Keywords: Python, Data Processing, Kafka, Data Streaming, Docker
Open Docker and then run the following command line in the prompt
curl -L https://releases.conduktor.io/quick-start -o docker-compose.yml
docker compose up -d --wait
echo "Conduktor started on http://localhost:8080"
Access the Conduktor UI on http://localhost:8080 and then create your first topic.
- Clone this repository to your local machine.
- Install the required dependencies using pip install -r requirements.txt.
- Configure your Kafka broker, topic, and AWS credentials in the resources/configs.py file.
- Run the Kafka producer and consumers as needed.
Kafka Producer (scripts/producer.py): This component fetches data from the Wikipedia Data Stream and publishes it to Kafka topics.
Kafka Consumer (scripts/consumer.py): This component process the data published in the kafka topic.

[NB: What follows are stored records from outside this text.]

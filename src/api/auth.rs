use axum::{
    Extension, Json,
    extract::{Request, State},
    middleware::Next,
    response::Response,
};
use serde::Deserialize;
use std::sync::Arc;
use tower_sessions::Session;

use super::{ApiError, ApiResponse, AppState, MessageResponse};
use crate::constants::session::ADMIN_ID_KEY;
use crate::services::{AdminInfo, AuthError};

// ============================================================================
// Request/Response Types
// ============================================================================

#[derive(Deserialize)]
pub struct LoginRequest {
    pub username: String,
    pub password: String,
}

#[derive(Deserialize)]
pub struct CreateAdminRequest {
    pub username: String,
    pub password: String,
    #[serde(default, alias = "isSuperuser")]
    pub is_superuser: bool,
}

impl From<AuthError> for ApiError {
    fn from(err: AuthError) -> Self {
        match err {
            AuthError::InvalidCredentials => Self::unauthorized("Invalid credentials"),
            AuthError::AdminNotFound => Self::unauthorized("Not authenticated"),
            AuthError::UsernameTaken(username) => {
                Self::Conflict(format!("Username '{username}' is already taken"))
            }
            AuthError::Validation(msg) => Self::validation(msg),
            AuthError::Database(msg) => Self::DatabaseError(msg),
            AuthError::Internal(msg) => Self::internal(msg),
        }
    }
}

// ============================================================================
// Middleware
// ============================================================================

/// Resolves the session's admin and hands it to the handler as an extension.
pub async fn require_admin(
    State(state): State<Arc<AppState>>,
    session: Session,
    mut request: Request,
    next: Next,
) -> Result<Response, ApiError> {
    let admin_id = get_session_admin_id(&session).await?;

    let admin = match state.auth_service().get_admin(admin_id).await {
        Ok(admin) => admin,
        Err(AuthError::AdminNotFound) => {
            // Account removed while the session was alive
            let _ = session.flush().await;
            return Err(ApiError::unauthorized("Not authenticated"));
        }
        Err(e) => return Err(e.into()),
    };

    tracing::Span::current().record("admin", admin.username.as_str());
    request.extensions_mut().insert(admin);
    Ok(next.run(request).await)
}

/// Must run inside [`require_admin`].
pub async fn require_superuser(
    Extension(admin): Extension<AdminInfo>,
    request: Request,
    next: Next,
) -> Result<Response, ApiError> {
    if !admin.is_superuser {
        tracing::warn!(
            event = "superuser_required",
            admin = %admin.username,
            path = %request.uri().path(),
            "Rejected destructive request from non-superuser"
        );
        return Err(ApiError::forbidden("Superuser privileges required"));
    }
    Ok(next.run(request).await)
}

// ============================================================================
// Handlers
// ============================================================================

/// POST /admin/login
pub async fn login(
    State(state): State<Arc<AppState>>,
    session: Session,
    Json(payload): Json<LoginRequest>,
) -> Result<Json<ApiResponse<AdminInfo>>, ApiError> {
    if payload.username.trim().is_empty() {
        return Err(ApiError::validation("Username is required"));
    }
    if payload.password.is_empty() {
        return Err(ApiError::validation("Password is required"));
    }

    let admin = state
        .auth_service()
        .authenticate(payload.username.trim(), &payload.password)
        .await?;

    // Fresh id on privilege change
    session
        .cycle_id()
        .await
        .map_err(|e| ApiError::internal(format!("Failed to create session: {e}")))?;
    session
        .insert(ADMIN_ID_KEY, admin.id)
        .await
        .map_err(|e| ApiError::internal(format!("Failed to create session: {e}")))?;

    tracing::info!(event = "admin_login", admin = %admin.username, "Admin logged in");

    Ok(Json(ApiResponse::success(admin)))
}

/// POST /admin/logout
pub async fn logout(session: Session) -> Json<ApiResponse<MessageResponse>> {
    let _ = session.flush().await;
    Json(ApiResponse::success(MessageResponse::new("Logged out")))
}

/// GET /admin/me
pub async fn me(Extension(admin): Extension<AdminInfo>) -> Json<ApiResponse<AdminInfo>> {
    Json(ApiResponse::success(admin))
}

/// POST /admin/create
///
/// Only a superuser may create another superuser.
pub async fn create_admin(
    State(state): State<Arc<AppState>>,
    Extension(current): Extension<AdminInfo>,
    Json(payload): Json<CreateAdminRequest>,
) -> Result<Json<ApiResponse<AdminInfo>>, ApiError> {
    if payload.is_superuser && !current.is_superuser {
        return Err(ApiError::forbidden(
            "Only a superuser can create superuser accounts",
        ));
    }

    let created = state
        .auth_service()
        .create_admin(&payload.username, &payload.password, payload.is_superuser)
        .await?;

    tracing::info!(
        event = "admin_created",
        admin = %created.username,
        by = %current.username,
        is_superuser = created.is_superuser,
        "Admin account created"
    );

    Ok(Json(ApiResponse::success(created)))
}

// ============================================================================
// Helpers
// ============================================================================

async fn get_session_admin_id(session: &Session) -> Result<i32, ApiError> {
    session
        .get::<i32>(ADMIN_ID_KEY)
        .await
        .map_err(|e| ApiError::internal(format!("Session error: {e}")))?
        .ok_or_else(|| ApiError::unauthorized("Not authenticated"))
}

Configuration (resources/configs.py): Configuration settings for Kafka, AWS, and other components are stored here.
Confluent Kafka: Link to Confluent Kafka
Getting Started with Conduktor: Link to Conduktor
Other dependencies are listed in the requirements.txt file.
This project is open-source and distributed under the MIT License, allowing for collaboration and adaptation according to your requirements.
In summary, this project showcases how to use Kafka for real-time data processing and streaming, making it a valuable resource for anyone interested in building similar data streaming solutions.